Liedtext
heutige Schreibweise
Im kalten, rauhen Norden
Ist Kunde mir geworden
Von [einer]1 Sonnenstadt.
Wo weilt das Schiff, wo [winkt]2 der Pfad,
Die mich zu [ihren]3 Hallen tragen?
Von Menschen konnt' ich nichts erfragen, -
Im Zwiespalt waren sie [verloren]4.
Zur Blume, die sich Helios erkoren,
Die ewig in sein Antlitz blickt,
Wandt' ich mich nun, - und ward entzückt:
»Wende, so wie ich, zur Sonne
Deine [Blicke]5! Dort ist Wonne,
Dort ist Leben;
Treu ergeben,
Pilg're zu, und zweifle nicht;
Ruhe findest du im Licht;
Licht erzeuget alle Gluten, -
Hoffnungspflanzen, Thatenfluten!«
1 Schubert; Mayrhofer's Manuskript: "einer Stadt, der"

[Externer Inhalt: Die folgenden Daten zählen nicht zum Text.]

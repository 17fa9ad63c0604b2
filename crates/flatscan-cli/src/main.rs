// SPDX-License-Identifier: PMPL-1.0-or-later
// Copyright (c) 2026 Jonathan D.A. Jewell (hyperpolymath) <jonathan.jewell@open.ac.uk>
//
// Flatscan: scan a document page out of a photograph.
//
// Entry point. Initialises logging, loads configuration, runs the scanner on
// one image and writes the rectified page.

use std::path::{Path, PathBuf};
use std::process::ExitCode;
use std::sync::atomic::{AtomicUsize, Ordering};

use clap::Parser;
use flatscan_core::ScanConfig;
use flatscan_core::error::{Result, ScanError};
use flatscan_core::human_errors::humanize_error;
use flatscan_document::{Rectification, Scanner, Visualizer};
use image::DynamicImage;
use tracing::{debug, error, info, warn};

#[derive(Parser, Debug)]
#[command(name = "flatscan")]
#[command(about = "Locate a photographed page and rectify it into a flat, top-down scan")]
#[command(version)]
struct Cli {
    /// Path to the input photograph.
    #[arg(long)]
    src: PathBuf,

    /// Path to write the rectified page.
    #[arg(long, default_value = "dst.jpg")]
    dst: PathBuf,

    /// Write the located quadrilateral and the result as debug images.
    #[arg(short, long)]
    visualize: bool,

    /// JSON file overriding scanner settings.
    #[arg(long)]
    config: Option<PathBuf>,

    /// Directory for debug images written by --visualize.
    #[arg(long, default_value = "flatscan-debug")]
    debug_dir: PathBuf,
}

/// Writes every visualised image as a numbered PNG.
struct PngDumper {
    dir: PathBuf,
    counter: AtomicUsize,
}

impl PngDumper {
    fn new(dir: PathBuf) -> Self {
        Self {
            dir,
            counter: AtomicUsize::new(0),
        }
    }

    fn path_for(&self, title: &str) -> PathBuf {
        let index = self.counter.fetch_add(1, Ordering::Relaxed);
        self.dir.join(format!("{index:02}-{}.png", slug(title)))
    }
}

impl Visualizer for PngDumper {
    fn show(&self, title: &str, image: &DynamicImage) {
        let path = self.path_for(title);
        match image.save(&path) {
            Ok(()) => debug!(title, path = %path.display(), "Debug image written"),
            Err(err) => warn!(title, path = %path.display(), error = %err, "Cannot write debug image"),
        }
    }
}

/// Lowercase, with runs of non-alphanumerics collapsed to `-`.
fn slug(title: &str) -> String {
    let mut out = String::with_capacity(title.len());
    for c in title.chars() {
        if c.is_ascii_alphanumeric() {
            out.push(c.to_ascii_lowercase());
        } else if !out.is_empty() && !out.ends_with('-') {
            out.push('-');
        }
    }
    out.trim_end_matches('-').to_string()
}

fn load_config(cli: &Cli) -> Result<ScanConfig> {
    let mut config = match &cli.config {
        Some(path) => ScanConfig::from_json_file(path)?,
        None => ScanConfig::default(),
    };
    config.visualize |= cli.visualize;
    Ok(config)
}

fn open_image(path: &Path) -> Result<DynamicImage> {
    image::open(path).map_err(|err| ScanError::Image(format!("failed to open {}: {err}", path.display())))
}

fn run(cli: &Cli) -> Result<Rectification> {
    let mut scanner = Scanner::new(load_config(cli)?)?;
    if scanner.config().visualize {
        std::fs::create_dir_all(&cli.debug_dir)?;
        scanner = scanner.with_visualizer(PngDumper::new(cli.debug_dir.clone()));
    }

    let photo = open_image(&cli.src)?;
    info!(
        path = %cli.src.display(),
        width = photo.width(),
        height = photo.height(),
        "Photograph loaded"
    );

    let result = scanner.scan(&photo)?;
    let corners = result.corners();
    info!(
        top_left = ?corners.top_left,
        top_right = ?corners.top_right,
        bottom_left = ?corners.bottom_left,
        bottom_right = ?corners.bottom_right,
        "Document corners"
    );
    match &result {
        Rectification::Rectified { camera, .. } => info!(
            focal_length = camera.focal_length,
            aspect_ratio = camera.aspect_ratio,
            "Rectified with camera model"
        ),
        Rectification::FallbackRectified { reason, .. } => {
            warn!(%reason, "Rectified with edge-length fallback")
        }
    }

    result.image().save(&cli.dst).map_err(|err| {
        ScanError::Image(format!("failed to write {}: {err}", cli.dst.display()))
    })?;
    info!(
        path = %cli.dst.display(),
        width = result.image().width(),
        height = result.image().height(),
        "Scan written"
    );
    Ok(result)
}

fn main() -> ExitCode {
    tracing_subscriber::fmt()
        .with_env_filter(
            tracing_subscriber::EnvFilter::try_from_default_env()
                .unwrap_or_else(|_| tracing_subscriber::EnvFilter::new("info")),
        )
        .init();

    let cli = Cli::parse();
    match run(&cli) {
        Ok(_) => ExitCode::SUCCESS,
        Err(err) => {
            error!(error = %err, "Scan failed");
            eprintln!("{}", humanize_error(&err));
            ExitCode::FAILURE
        }
    }
}
// SPDX-License-Identifier: PMPL-1.0-or-later
// Copyright (c) 2026 Jonathan D.A. Jewell (hyperpolymath) <jonathan.jewell@open.ac.uk>
//
// Debug visualisation sink and overlay drawing.

use flatscan_core::Quadrilateral;
use image::{DynamicImage, Rgb};
use imageproc::drawing::draw_line_segment_mut;

/// Title of the located-quad overlay.
pub const QUAD_TITLE: &str = "Document quadrilateral";
/// Title of the final rectified page.
pub const RESULT_TITLE: &str = "Scanned image";
/// Height the rectified page is resized to before display.
pub const RESULT_DISPLAY_HEIGHT: u32 = 1000;

/// Receives intermediate images when visualisation is enabled.
///
/// Implementations must not assume they are called at all; the scanner only
/// emits images when `ScanConfig::visualize` is set.
pub trait Visualizer: Send + Sync {
    fn show(&self, title: &str, image: &DynamicImage);
}

/// Draw the closed outline of `quad` in red over a copy of `image`.
pub fn draw_quad_overlay(image: &DynamicImage, quad: &Quadrilateral) -> DynamicImage {
    let mut canvas = image.to_rgb8();
    let red = Rgb([255u8, 0, 0]);
    for i in 0..4 {
        let a = quad.points[i];
        let b = quad.points[(i + 1) % 4];
        draw_line_segment_mut(&mut canvas, (a.x, a.y), (b.x, b.y), red);
    }
    DynamicImage::ImageRgb8(canvas)
}
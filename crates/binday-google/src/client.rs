//! Google Calendar API v3 client.
//!
//! Only the two write operations this tool needs: creating a secondary
//! calendar and inserting events into it. Requests are built by hand and
//! responses parsed with serde, no SDK involved.

use std::time::Duration;

use serde::{Deserialize, Serialize};
use tracing::debug;

use crate::error::{GoogleError, GoogleResult};

/// Base URL for Google Calendar API v3.
const CALENDAR_API_BASE: &str = "https://www.googleapis.com/calendar/v3";

/// Insert-only Google Calendar client.
#[derive(Debug)]
pub struct CalendarClient {
    http: reqwest::Client,
    access_token: String,
}

impl CalendarClient {
    /// Creates a client with the given access token.
    pub fn new(access_token: impl Into<String>, timeout: Duration) -> Self {
        let http = reqwest::Client::builder()
            .timeout(timeout)
            .build()
            .expect("failed to create HTTP client");

        Self {
            http,
            access_token: access_token.into(),
        }
    }

    /// Creates a secondary calendar and returns its server-assigned id.
    pub async fn insert_calendar(&self, summary: &str, time_zone: &str) -> GoogleResult<String> {
        let url = format!("{}/calendars", CALENDAR_API_BASE);
        let body = self
            .post_json(
                &url,
                &NewCalendar { summary, time_zone },
            )
            .await?;

        let created: CreatedCalendar = serde_json::from_str(&body).map_err(|e| {
            GoogleError::InvalidResponse(format!("failed to parse calendar response: {}", e))
        })?;

        debug!("created calendar {}", created.id);
        Ok(created.id)
    }

    /// Inserts one event and returns its server-assigned id.
    pub async fn insert_event(
        &self,
        calendar_id: &str,
        event: &EventRequest<'_>,
    ) -> GoogleResult<String> {
        let url = format!(
            "{}/calendars/{}/events",
            CALENDAR_API_BASE,
            urlencoding::encode(calendar_id)
        );
        let body = self.post_json(&url, event).await?;

        let created: CreatedEvent = serde_json::from_str(&body).map_err(|e| {
            GoogleError::InvalidResponse(format!("failed to parse event response: {}", e))
        })?;

        debug!("created event {}", created.id);
        Ok(created.id)
    }

    /// POSTs a JSON payload and returns the response body on success.
    async fn post_json<T: Serialize>(&self, url: &str, payload: &T) -> GoogleResult<String> {
        let body = serde_json::to_string(payload)
            .map_err(|e| GoogleError::Configuration(format!("unable to serialize request: {}", e)))?;

        let response = self
            .http
            .post(url)
            .bearer_auth(&self.access_token)
            .header("Content-Type", "application/json")
            .body(body)
            .send()
            .await
            .map_err(|e| {
                if e.is_timeout() {
                    GoogleError::Network("request timeout".to_string())
                } else if e.is_connect() {
                    GoogleError::Network(format!("connection failed: {}", e))
                } else {
                    GoogleError::Network(format!("request failed: {}", e))
                }
            })?;

        let status = response.status();

        if status == reqwest::StatusCode::UNAUTHORIZED {
            return Err(GoogleError::Authentication(
                "access token expired or invalid".to_string(),
            ));
        }
        if status == reqwest::StatusCode::FORBIDDEN {
            return Err(GoogleError::AccessDenied(
                "the Calendar API refused the operation".to_string(),
            ));
        }
        if status == reqwest::StatusCode::TOO_MANY_REQUESTS {
            return Err(GoogleError::RateLimited(
                "calendar API rate limit exceeded".to_string(),
            ));
        }

        let body = response
            .text()
            .await
            .map_err(|e| GoogleError::Network(format!("failed to read response: {}", e)))?;

        if !status.is_success() {
            return Err(GoogleError::Api {
                status: status.as_u16(),
                body,
            });
        }

        Ok(body)
    }
}

/// Request body for `calendars.insert`.
#[derive(Debug, Serialize)]
#[serde(rename_all = "camelCase")]
struct NewCalendar<'a> {
    summary: &'a str,
    time_zone: &'a str,
}

/// Request body for `events.insert`.
#[derive(Debug, Serialize)]
#[serde(rename_all = "camelCase")]
pub struct EventRequest<'a> {
    /// Event title.
    pub summary: &'a str,
    /// Start of the event.
    pub start: EventDateTime<'a>,
    /// End of the event. Equal to `start` for marker events.
    pub end: EventDateTime<'a>,
    /// Reminder configuration.
    pub reminders: Reminders,
}

impl<'a> EventRequest<'a> {
    /// A zero-duration marker event at `date_time` (RFC 3339) with a single
    /// popup reminder.
    pub fn marker(
        summary: &'a str,
        date_time: &str,
        time_zone: &'a str,
        reminder_minutes: u32,
    ) -> Self {
        Self {
            summary,
            start: EventDateTime {
                date_time: date_time.to_string(),
                time_zone,
            },
            end: EventDateTime {
                date_time: date_time.to_string(),
                time_zone,
            },
            reminders: Reminders {
                use_default: false,
                overrides: vec![ReminderOverride {
                    method: "popup",
                    minutes: reminder_minutes,
                }],
            },
        }
    }
}

/// An event boundary: an RFC 3339 timestamp plus its IANA zone name.
#[derive(Debug, Serialize)]
#[serde(rename_all = "camelCase")]
pub struct EventDateTime<'a> {
    pub date_time: String,
    pub time_zone: &'a str,
}

/// Reminder settings: calendar defaults off, explicit overrides only.
#[derive(Debug, Serialize)]
#[serde(rename_all = "camelCase")]
pub struct Reminders {
    pub use_default: bool,
    pub overrides: Vec<ReminderOverride>,
}

/// A single reminder override.
#[derive(Debug, Serialize)]
pub struct ReminderOverride {
    pub method: &'static str,
    pub minutes: u32,
}

/// Response from `calendars.insert`.
#[derive(Debug, Deserialize)]
struct CreatedCalendar {
    id: String,
}

/// Response from `events.insert`.
#[derive(Debug, Deserialize)]
struct CreatedEvent {
    id: String,
}

#[cfg(test)]
mod tests {
    use super::*;
    use serde_json::Value;

    #[test]
    fn new_calendar_wire_format() {
        let body = NewCalendar {
            summary: "Poubelles",
            time_zone: "Europe/Paris",
        };
        let json: Value = serde_json::to_value(&body).unwrap();
        assert_eq!(json["summary"], "Poubelles");
        assert_eq!(json["timeZone"], "Europe/Paris");
    }

    #[test]
    fn marker_event_wire_format() {
        let event = EventRequest::marker(
            "Sortir les poubelles de verre",
            "2024-01-24T16:00:00+01:00",
            "Europe/Paris",
            10,
        );
        let json: Value = serde_json::to_value(&event).unwrap();

        assert_eq!(json["summary"], "Sortir les poubelles de verre");
        assert_eq!(json["start"]["dateTime"], "2024-01-24T16:00:00+01:00");
        assert_eq!(json["start"]["timeZone"], "Europe/Paris");
        // Zero-duration marker: start and end are identical.
        assert_eq!(json["start"], json["end"]);

        assert_eq!(json["reminders"]["useDefault"], false);
        let overrides = json["reminders"]["overrides"].as_array().unwrap();
        assert_eq!(overrides.len(), 1);
        assert_eq!(overrides[0]["method"], "popup");
        assert_eq!(overrides[0]["minutes"], 10);
    }

    #[test]
    fn parses_created_calendar() {
        let json = r#"{
            "kind": "calendar#calendar",
            "id": "abc123@group.calendar.google.com",
            "summary": "Poubelles",
            "timeZone": "Europe/Paris"
        }"#;
        let created: CreatedCalendar = serde_json::from_str(json).unwrap();
        assert_eq!(created.id, "abc123@group.calendar.google.com");
    }

    #[test]
    fn parses_created_event() {
        let json = r#"{
            "kind": "calendar#event",
            "id": "evt42",
            "status": "confirmed",
            "start": {"dateTime": "2024-01-24T16:00:00+01:00"}
        }"#;
        let created: CreatedEvent = serde_json::from_str(json).unwrap();
        assert_eq!(created.id, "evt42");
    }
}
//! binday CLI entry point.

use std::process::ExitCode;

use clap::Parser;
use tracing::Level;
use tracing_subscriber::EnvFilter;

use binday_cli::cli::{Cli, Command, ConfigAction};
use binday_cli::config::AppConfig;
use binday_cli::error::ClientResult;

#[tokio::main]
async fn main() -> ExitCode {
    let cli = Cli::parse();

    // Initialize tracing
    let filter = if cli.debug {
        EnvFilter::new(Level::DEBUG.to_string())
    } else {
        EnvFilter::try_from_default_env()
            .unwrap_or_else(|_| EnvFilter::new(Level::WARN.to_string()))
    };

    tracing_subscriber::fmt()
        .with_env_filter(filter)
        .with_target(false)
        .init();

    match run(cli).await {
        Ok(()) => ExitCode::SUCCESS,
        Err(e) => {
            eprintln!("error: {}", e);
            ExitCode::FAILURE
        }
    }
}

async fn run(cli: Cli) -> ClientResult<()> {
    // Load configuration
    let config = if let Some(ref path) = cli.config {
        AppConfig::load_from(path).map_err(binday_cli::error::ClientError::Config)?
    } else {
        AppConfig::load().unwrap_or_default()
    };

    match cli.command {
        Some(Command::Auth {
            client_id,
            client_secret,
            credentials_file,
            force,
        }) => {
            binday_cli::commands::auth::run(client_id, client_secret, credentials_file, force, &config)
                .await
        }
        Some(Command::Preview) => binday_cli::commands::preview::run(),
        Some(Command::Config { action }) => match action {
            ConfigAction::Dump => binday_cli::commands::config::dump(&config),
            ConfigAction::Validate => binday_cli::commands::config::validate(&config),
            ConfigAction::Path => binday_cli::commands::config::path(),
        },
        Some(Command::Provision) | None => binday_cli::commands::provision::run(&config).await,
    }
}
//! OAuth token persistence.
//!
//! The access/refresh token pair is cached as a JSON file so subsequent
//! runs skip the interactive consent flow. Writes go through a temp file
//! and rename, and the final file is restricted to the owner on Unix.

use std::fs;
use std::path::{Path, PathBuf};

use chrono::{DateTime, Duration, Utc};
use serde::{Deserialize, Serialize};
use tracing::debug;

use crate::error::{GoogleError, GoogleResult};

/// Refresh this long before the recorded expiry.
const EXPIRY_SKEW_SECS: i64 = 60;

/// An access/refresh token pair with its expiry.
#[derive(Debug, Clone, Serialize, Deserialize)]
pub struct Token {
    /// The bearer token for API requests.
    pub access_token: String,
    /// The long-lived token used to mint new access tokens.
    pub refresh_token: Option<String>,
    /// When the access token stops working.
    pub expires_at: Option<DateTime<Utc>>,
}

impl Token {
    /// Builds a token from an OAuth token-endpoint response.
    pub fn new(
        access_token: impl Into<String>,
        refresh_token: Option<String>,
        expires_in_secs: Option<i64>,
    ) -> Self {
        let expires_at =
            expires_in_secs.map(|secs| Utc::now() + Duration::seconds(secs - EXPIRY_SKEW_SECS));
        Self {
            access_token: access_token.into(),
            refresh_token,
            expires_at,
        }
    }

    /// True when the access token is past (or within the skew of) expiry.
    ///
    /// Tokens without a recorded expiry are assumed valid.
    pub fn is_expired(&self) -> bool {
        self.expires_at.is_some_and(|at| Utc::now() >= at)
    }
}

/// On-disk token cache at a fixed path.
#[derive(Debug)]
pub struct TokenStore {
    path: PathBuf,
}

impl TokenStore {
    /// Creates a store backed by the given path. Nothing is read yet.
    pub fn new(path: impl Into<PathBuf>) -> Self {
        Self { path: path.into() }
    }

    /// Returns the cache path.
    pub fn path(&self) -> &Path {
        &self.path
    }

    /// Loads the cached token. `Ok(None)` when no cache exists yet.
    ///
    /// # Errors
    ///
    /// An unreadable or unparsable cache file is an error; the caller
    /// decides whether to fall back to the interactive flow.
    pub fn load(&self) -> GoogleResult<Option<Token>> {
        if !self.path.exists() {
            debug!("no token cache at {}", self.path.display());
            return Ok(None);
        }

        let content = fs::read_to_string(&self.path)?;
        let token = serde_json::from_str(&content).map_err(|e| {
            GoogleError::Configuration(format!(
                "unable to parse token cache {}: {}",
                self.path.display(),
                e
            ))
        })?;

        debug!("loaded token cache from {}", self.path.display());
        Ok(Some(token))
    }

    /// Persists the token, creating parent directories as needed.
    pub fn save(&self, token: &Token) -> GoogleResult<()> {
        if let Some(parent) = self.path.parent() {
            fs::create_dir_all(parent)?;
        }

        let content = serde_json::to_string_pretty(token).map_err(|e| {
            GoogleError::Configuration(format!("unable to serialize token: {}", e))
        })?;

        // Temp file plus rename keeps a crashed run from truncating the cache.
        let temp_path = self.path.with_extension("json.tmp");
        fs::write(&temp_path, &content)?;
        fs::rename(&temp_path, &self.path)?;

        #[cfg(unix)]
        {
            use std::os::unix::fs::PermissionsExt;
            fs::set_permissions(&self.path, fs::Permissions::from_mode(0o600))?;
        }

        debug!("saved token cache to {}", self.path.display());
        Ok(())
    }

    /// Removes the cache file if it exists.
    pub fn clear(&self) -> GoogleResult<()> {
        if self.path.exists() {
            fs::remove_file(&self.path)?;
        }
        Ok(())
    }
}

2 Schubert; Mayrhofer's Manuskript: "ist"
3 Schubert: "jenen"
4 Schubert; Mayrhofer's Manuskript: "verworren"
5 Schubert; Mayrhofer's Manuskript: "Augen"
Zum Text
Das Gedicht Aus Heliopolis wurde 1843 in einem von Ernst Freiherr v. Feuchtersleben in Wien beim Verlag Ignaz Klang herausgegebenen Gedichtband Mayrhofers (neue Fassung) veröffentlicht. Ein Digitalisat dieser Erstausgabe der Gedichte Mayrhofers findet sich in der Österreichischen Nationalbibliothek. Es kann online studiert werden. Das Gedicht findet sich auf Seite 195 und trägt eine "Widmung": 6
Heliopolis
An Franz v. Schober
Ein altes Thema, vorgetragen
In grauen Zeiten, lass uns variieren!
Wir dürfen, wenn wir auch Ikarisiren -
Uns öfters noch zur Sonne wagen!
1821.
Der Freundeskreis um Schubert kommunizierte offenbar über Gedichte miteinander. Schober veröffentlichte 1842 nach dem Tode Mayrhofers ein Sonett auf den Dichter. Es findet sich auf S. 195 des in der Cotta’schen Buchhandlung Tübingen erschienenen Gedichtbandes. Ein Digitalisat dieser Ausgabe ist auf den Seiten der Österreichischen Nationalbibliothek online verfügbar.
"Ikarisiren" geht auf Ikarus zurück, der, nicht den Rat seines Vater befolgend, mit seinen Flügeln aus Wachs zu hoch zur Sonne aufsteigend, ins Meer stürzte und starb.
Auf der Seite lieder.net kann man nachlesen, dass Schubert die Gedichte Mayrhofer's üblicherweise als Handschrift erhielt. Der Zyklus Heliopolis, gewidmet an Franz von Schober, liegt als Manuskript in der Wienbibliothek am Rathaus.
Das Gedicht Im Hochgebirge, sowie die Vertonung desselben unter dem Titel Heliopolis II können hier ebenfalls angehört werden und sind meiner Meinung nach untrennbar inhaltlich miteinander verbunden.